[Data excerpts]
━━━━━━━━━━━━━━━━━━━━━━━━━━━━━━

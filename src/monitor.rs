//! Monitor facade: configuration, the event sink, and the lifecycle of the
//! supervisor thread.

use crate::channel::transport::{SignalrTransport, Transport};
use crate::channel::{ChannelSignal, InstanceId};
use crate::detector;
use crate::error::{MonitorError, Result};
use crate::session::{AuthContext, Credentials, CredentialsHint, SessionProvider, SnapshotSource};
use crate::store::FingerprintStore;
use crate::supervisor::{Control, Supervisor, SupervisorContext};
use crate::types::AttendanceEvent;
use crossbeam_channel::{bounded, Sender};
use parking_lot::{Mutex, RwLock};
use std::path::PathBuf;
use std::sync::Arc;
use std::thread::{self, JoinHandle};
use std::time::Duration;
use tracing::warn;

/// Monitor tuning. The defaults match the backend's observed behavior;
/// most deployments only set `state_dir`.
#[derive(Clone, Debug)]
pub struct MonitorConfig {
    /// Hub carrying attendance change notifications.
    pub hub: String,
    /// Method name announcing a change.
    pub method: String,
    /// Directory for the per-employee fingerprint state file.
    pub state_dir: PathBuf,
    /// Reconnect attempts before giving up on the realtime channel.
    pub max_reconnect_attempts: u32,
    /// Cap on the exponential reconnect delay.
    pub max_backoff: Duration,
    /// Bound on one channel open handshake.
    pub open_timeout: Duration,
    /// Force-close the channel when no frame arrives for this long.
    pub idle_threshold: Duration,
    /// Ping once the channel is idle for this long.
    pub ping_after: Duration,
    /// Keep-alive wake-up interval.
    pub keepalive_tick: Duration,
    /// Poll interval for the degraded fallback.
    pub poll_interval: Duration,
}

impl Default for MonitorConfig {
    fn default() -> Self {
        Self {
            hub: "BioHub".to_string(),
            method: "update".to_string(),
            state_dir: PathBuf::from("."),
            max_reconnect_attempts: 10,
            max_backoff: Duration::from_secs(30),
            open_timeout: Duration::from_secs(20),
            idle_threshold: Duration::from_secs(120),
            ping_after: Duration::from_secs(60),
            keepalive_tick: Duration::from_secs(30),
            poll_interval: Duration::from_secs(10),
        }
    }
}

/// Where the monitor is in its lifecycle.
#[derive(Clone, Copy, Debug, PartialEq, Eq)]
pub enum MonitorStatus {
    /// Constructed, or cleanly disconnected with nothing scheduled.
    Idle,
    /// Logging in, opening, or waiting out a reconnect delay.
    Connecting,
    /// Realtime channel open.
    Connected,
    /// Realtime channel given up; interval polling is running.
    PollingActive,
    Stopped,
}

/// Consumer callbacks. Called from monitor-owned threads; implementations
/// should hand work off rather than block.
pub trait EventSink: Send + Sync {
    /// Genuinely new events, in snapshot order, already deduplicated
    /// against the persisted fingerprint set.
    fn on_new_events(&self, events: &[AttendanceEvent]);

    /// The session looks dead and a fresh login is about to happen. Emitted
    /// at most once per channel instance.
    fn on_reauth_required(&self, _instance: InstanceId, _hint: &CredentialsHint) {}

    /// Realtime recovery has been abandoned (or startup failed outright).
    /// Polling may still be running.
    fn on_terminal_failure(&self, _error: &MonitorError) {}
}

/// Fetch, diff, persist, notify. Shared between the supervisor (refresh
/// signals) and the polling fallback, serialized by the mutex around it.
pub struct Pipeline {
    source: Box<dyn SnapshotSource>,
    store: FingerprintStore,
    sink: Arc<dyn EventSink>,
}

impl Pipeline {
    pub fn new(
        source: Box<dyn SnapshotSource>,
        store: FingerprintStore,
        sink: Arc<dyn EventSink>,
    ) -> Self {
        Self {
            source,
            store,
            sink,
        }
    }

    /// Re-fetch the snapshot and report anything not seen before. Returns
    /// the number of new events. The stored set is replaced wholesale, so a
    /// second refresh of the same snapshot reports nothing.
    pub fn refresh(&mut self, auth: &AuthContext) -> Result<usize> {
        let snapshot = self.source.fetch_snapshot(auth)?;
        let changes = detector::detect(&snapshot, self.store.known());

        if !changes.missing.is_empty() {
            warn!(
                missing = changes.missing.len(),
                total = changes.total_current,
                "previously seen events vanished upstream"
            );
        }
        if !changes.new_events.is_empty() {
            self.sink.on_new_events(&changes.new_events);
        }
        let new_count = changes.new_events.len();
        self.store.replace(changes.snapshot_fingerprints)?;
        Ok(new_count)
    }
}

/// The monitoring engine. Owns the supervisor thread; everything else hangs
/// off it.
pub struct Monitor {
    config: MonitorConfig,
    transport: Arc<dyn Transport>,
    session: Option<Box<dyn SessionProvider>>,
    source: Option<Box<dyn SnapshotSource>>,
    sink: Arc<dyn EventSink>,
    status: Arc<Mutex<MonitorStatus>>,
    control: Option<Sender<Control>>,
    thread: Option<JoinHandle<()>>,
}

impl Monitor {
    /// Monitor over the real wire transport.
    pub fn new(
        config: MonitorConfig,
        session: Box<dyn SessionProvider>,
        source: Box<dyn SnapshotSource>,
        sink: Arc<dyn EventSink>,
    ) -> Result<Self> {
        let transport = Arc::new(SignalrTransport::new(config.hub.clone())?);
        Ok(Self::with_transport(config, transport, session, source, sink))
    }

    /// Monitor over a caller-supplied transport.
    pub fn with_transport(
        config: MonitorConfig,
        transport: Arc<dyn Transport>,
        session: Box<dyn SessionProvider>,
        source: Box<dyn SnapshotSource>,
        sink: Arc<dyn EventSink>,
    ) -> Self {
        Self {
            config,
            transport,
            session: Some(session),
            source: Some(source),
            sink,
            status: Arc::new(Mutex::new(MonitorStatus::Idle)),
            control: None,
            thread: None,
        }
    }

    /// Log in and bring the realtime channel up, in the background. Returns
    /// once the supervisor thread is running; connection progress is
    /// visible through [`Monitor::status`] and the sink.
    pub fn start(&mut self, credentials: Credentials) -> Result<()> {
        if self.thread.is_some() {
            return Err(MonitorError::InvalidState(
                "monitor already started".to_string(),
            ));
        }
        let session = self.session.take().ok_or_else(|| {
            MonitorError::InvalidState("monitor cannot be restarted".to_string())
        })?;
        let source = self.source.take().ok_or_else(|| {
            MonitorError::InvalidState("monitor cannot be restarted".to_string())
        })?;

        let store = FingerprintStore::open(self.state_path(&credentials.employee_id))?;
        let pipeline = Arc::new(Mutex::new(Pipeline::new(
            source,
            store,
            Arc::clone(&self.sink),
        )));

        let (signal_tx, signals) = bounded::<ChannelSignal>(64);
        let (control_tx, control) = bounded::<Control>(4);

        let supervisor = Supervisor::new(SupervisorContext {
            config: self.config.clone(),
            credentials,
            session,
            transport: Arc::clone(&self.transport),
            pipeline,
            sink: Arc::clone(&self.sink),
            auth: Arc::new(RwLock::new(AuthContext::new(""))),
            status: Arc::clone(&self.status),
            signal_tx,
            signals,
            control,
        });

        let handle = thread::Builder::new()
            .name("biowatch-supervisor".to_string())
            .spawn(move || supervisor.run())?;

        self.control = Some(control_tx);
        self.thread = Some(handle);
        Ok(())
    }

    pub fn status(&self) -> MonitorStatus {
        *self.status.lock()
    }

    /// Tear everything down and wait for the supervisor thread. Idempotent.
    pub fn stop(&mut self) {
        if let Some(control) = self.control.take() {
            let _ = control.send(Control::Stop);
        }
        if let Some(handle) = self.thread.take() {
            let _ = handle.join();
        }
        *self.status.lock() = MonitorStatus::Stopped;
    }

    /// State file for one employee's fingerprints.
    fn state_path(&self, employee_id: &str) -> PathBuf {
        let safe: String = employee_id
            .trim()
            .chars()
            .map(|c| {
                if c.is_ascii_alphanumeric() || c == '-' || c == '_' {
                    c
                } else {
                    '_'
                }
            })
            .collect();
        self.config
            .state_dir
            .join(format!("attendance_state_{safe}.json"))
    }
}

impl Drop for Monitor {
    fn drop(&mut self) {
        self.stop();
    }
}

━━━━━━━━━━━━━━━━━━━━━━━━━━━━━━

### Exercise prompt
Using the data above, print exactly the lines from the line that contains "fingerprint state file." through the line that contains "the degraded fallback.", with both included.

### Response to this exercise
    /// Directory for the per-employee fingerprint state file.
    pub state_dir: PathBuf,
    /// Reconnect attempts before giving up on the realtime channel.
    pub max_reconnect_attempts: u32,
    /// Cap on the exponential reconnect delay.
    pub max_backoff: Duration,
    /// Bound on one channel open handshake.
    pub open_timeout: Duration,
    /// Force-close the channel when no frame arrives for this long.
    pub idle_threshold: Duration,
    /// Ping once the channel is idle for this long.
    pub ping_after: Duration,
    /// Keep-alive wake-up interval.
    pub keepalive_tick: Duration,
    /// Poll interval for the degraded fallback.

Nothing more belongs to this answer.